January last year I migrated from Indonesia, a country that’s culturally and socially different from Canada. Many adjustments had to be made. Weather-wise for example, this is my first time wearing heavy clothes for six months a year. In my home country, it was always humid and hot, around 36 degrees all year long.
Before coming to this country, I read somewhere that Canada is the land of unemployed skilled immigrants. It’s hard for many immigrants to get a job, let alone a job in their fields. That’s why I felt so lucky when BlueSky Communications hired me as one of its PR executives last summer, after two months of job hunting across Ontario and Quebec. Before leaving Indonesia, I worked in media and public relations for around eight years.
Despite my familiarity of the industry, adjustments still had to be made to acquaint myself with the job. Below are some differences I found between working as a PR practitioner in Indonesia and in Canada:
When a big news story happens in Indonesia, jobs became way harder. No one would care about Nike’s neon collection after the Attorney General was murdered. I’m not saying being a PR practitioner in Canada is easier, but at least we’re lucky enough not to compete with that kind of devastating news on a weekly basis.

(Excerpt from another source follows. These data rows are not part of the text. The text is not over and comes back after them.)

//! Async Redis client: one multiplexed connection for request/response
//! commands, and a dedicated pub/sub connection per subscriber so a waiting
//! subscribe loop never blocks the response path.

use std::time::Duration;

use futures_util::StreamExt;
use redis::aio::MultiplexedConnection;
use redis::AsyncCommands;
use tracing::debug;

use crate::error::{KvError, KvResult};
use crate::retry::{retry, RetryPolicy};

/// A live subscription to one pub/sub channel, established before the
/// triggering event (e.g. enqueue) is published, to avoid missing a
/// completion message that fires before `wait` is called.
pub struct Subscription {
    channel: String,
    stream: std::pin::Pin<Box<dyn futures_util::Stream<Item = String> + Send>>,
}

impl Subscription {
    /// Wait up to `timeout` for a payload; returns `None` on timeout.
    pub async fn wait(mut self, timeout: Duration) -> Option<String> {
        match tokio::time::timeout(timeout, self.stream.next()).await {
            Ok(Some(payload)) => Some(payload),
            Ok(None) => None,
            Err(_) => {
                debug!(channel = %self.channel, "subscription wait timed out");
                None
            }
        }
    }
}

#[derive(Clone)]
pub struct KvClient {
    client: redis::Client,
    conn: MultiplexedConnection,
    retry_policy: RetryPolicy,
}

impl KvClient {
    pub async fn connect(redis_url: &str) -> KvResult<Self> {
        let client = redis::Client::open(redis_url)?;
        let conn = client.get_multiplexed_async_connection().await?;
        Ok(Self {
            client,
            conn,
            retry_policy: RetryPolicy::default(),
        })
    }

    pub fn with_retry_policy(mut self, policy: RetryPolicy) -> Self {
        self.retry_policy = policy;
        self
    }

    fn retryable(err: &KvError) -> bool {
        err.is_transient()
    }

    pub async fn get(&self, key: &str) -> KvResult<Option<String>> {
        let key = key.to_string();
        retry("kv.get", &self.retry_policy, Self::retryable, || {
            let mut conn = self.conn.clone();
            let key = key.clone();
            async move { conn.get(&key).await.map_err(KvError::from) }
        })
        .await
    }

    pub async fn set(&self, key: &str, value: &str) -> KvResult<()> {
        let key = key.to_string();
        let value = value.to_string();
        retry("kv.set", &self.retry_policy, Self::retryable, || {
            let mut conn = self.conn.clone();
            let key = key.clone();
            let value = value.clone();
            async move { conn.set(&key, &value).await.map_err(KvError::from) }
        })
        .await
    }

    pub async fn incr_by(&self, key: &str, delta: i64) -> KvResult<i64> {
        let key = key.to_string();
        retry("kv.incr_by", &self.retry_policy, Self::retryable, || {
            let mut conn = self.conn.clone();
            let key = key.clone();
            async move { conn.incr(&key, delta).await.map_err(KvError::from) }
        })
        .await
    }

    pub async fn zadd(&self, key: &str, member: &str, score: f64) -> KvResult<()> {
        let key = key.to_string();
        let member = member.to_string();
        retry("kv.zadd", &self.retry_policy, Self::retryable, || {
            let mut conn = self.conn.clone();
            let key = key.clone();
            let member = member.clone();
            async move {
                let _: () = conn.zadd(&key, &member, score).await?;
                Ok(())
            }
        })
        .await
    }

    pub async fn zrem(&self, key: &str, member: &str) -> KvResult<()> {
        let key = key.to_string();
        let member = member.to_string();
        retry("kv.zrem", &self.retry_policy, Self::retryable, || {
            let mut conn = self.conn.clone();
            let key = key.clone();
            let member = member.clone();
            async move {
                let _: () = conn.zrem(&key, &member).await?;
                Ok(())
            }
        })
        .await
    }

    /// Members in ascending-score order, with their scores.
    pub async fn zrange_with_scores(
        &self,
        key: &str,
        start: isize,
        stop: isize,
    ) -> KvResult<Vec<(String, f64)>> {
        let key = key.to_string();
        retry(
            "kv.zrange_with_scores",
            &self.retry_policy,
            Self::retryable,
            || {
                let mut conn = self.conn.clone();
                let key = key.clone();
                async move {
                    conn.zrange_withscores(&key, start, stop)
                        .await
                        .map_err(KvError::from)
                }
            },
        )
        .await
    }

    pub async fn zrank(&self, key: &str, member: &str) -> KvResult<Option<i64>> {
        let key = key.to_string();
        let member = member.to_string();
        retry("kv.zrank", &self.retry_policy, Self::retryable, || {
            let mut conn = self.conn.clone();
            let key = key.clone();
            let member = member.clone();
            async move { conn.zrank(&key, &member).await.map_err(KvError::from) }
        })
        .await
    }

    pub async fn zcard(&self, key: &str) -> KvResult<i64> {
        let key = key.to_string();
        retry("kv.zcard", &self.retry_policy, Self::retryable, || {
            let mut conn = self.conn.clone();
            let key = key.clone();
            async move { conn.zcard(&key).await.map_err(KvError::from) }
        })
        .await
    }

    pub async fn zrangebyscore(&self, key: &str, min: f64, max: f64) -> KvResult<Vec<String>> {
        let key = key.to_string();
        retry(
            "kv.zrangebyscore",
            &self.retry_policy,
            Self::retryable,
            || {
                let mut conn = self.conn.clone();
                let key = key.clone();
                async move { conn.zrangebyscore(&key, min, max).await.map_err(KvError::from) }
            },
        )
        .await
    }

    pub async fn expire(&self, key: &str, seconds: i64) -> KvResult<()> {
        let key = key.to_string();
        retry("kv.expire", &self.retry_policy, Self::retryable, || {
            let mut conn = self.conn.clone();
            let key = key.clone();
            async move {
                let _: () = conn.expire(&key, seconds).await?;
                Ok(())
            }
        })
        .await
    }

    pub async fn publish(&self, channel: &str, payload: &str) -> KvResult<()> {
        let channel = channel.to_string();
        let payload = payload.to_string();
        retry("kv.publish", &self.retry_policy, Self::retryable, || {
            let mut conn = self.conn.clone();
            let channel = channel.clone();
            let payload = payload.clone();
            async move {
                let _: () = conn.publish(&channel, &payload).await?;
                Ok(())
            }
        })
        .await
    }

    /// Open a dedicated pub/sub connection and subscribe before returning,
    /// so callers can enqueue work and only then `wait` without racing a
    /// publish that might otherwise happen before the subscription exists.
    pub async fn subscribe(&self, channel: &str) -> KvResult<Subscription> {
        let mut pubsub = self.client.get_async_pubsub().await?;
        pubsub.subscribe(channel).await?;
        let channel_owned = channel.to_string();
        let stream = pubsub
            .into_on_message()
            .filter_map(|msg| async move { msg.get_payload::<String>().ok() });
        Ok(Subscription {
            channel: channel_owned,
            stream: Box::pin(stream),
        })
    }

    /// Raw command access for operations (e.g. the job queue's LIST/HASH
    /// commands) that the typed surface above does not cover.
    pub fn raw_connection(&self) -> MultiplexedConnection {
        self.conn.clone()
    }
}

#[cfg(test)]
mod tests {
    use super::*;

    #[test]
    fn retry_policy_defaults_match_spec() {
        let policy = RetryPolicy::default();
        assert_eq!(policy.max_attempts, 5);
        assert_eq!(policy.base_delay, Duration::from_millis(100));
        assert_eq!(policy.factor, 3.0);
    }
}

I used to work as a journalist myself, back in 2009-2012. I received parcels and gifts from many PR firms, companies and brands. They usually sent me their products, shopping vouchers and even discounts to use their service. As this has become a common practice, no one would consider this as a bribery.
In Canada, it’s the complete opposite. I’ve been working with many journalists to get client stories published, but I’ve never met any of them. I only know what they look like through their LinkedIn profiles. Here, it’s all about story angles. If we pitch interesting story angles to the right journalists, the chance to get it picked up is pretty likely whether or not we know the journalists personally.
The journalists are also pretty close with one another. If they write for the same beat, they usually have a WhatsApp group to share news with each other. When a PR firm sends an event invitation, it’s pretty common to ask the journalist to forward it to their fellow journalist friends.
When doing my first story pitch in Canada, I asked my colleague, “Should I do this by phone or email?” And she answered, “Always email.” I only made phone calls on anything urgent, and I like it better this way.
Overall, the differences of working in both countries are quite noticeable. They come with their own challenges, and I’ve been enjoying these changes. I’m looking forward to learning more and making myself a better PR practitioner in Canada.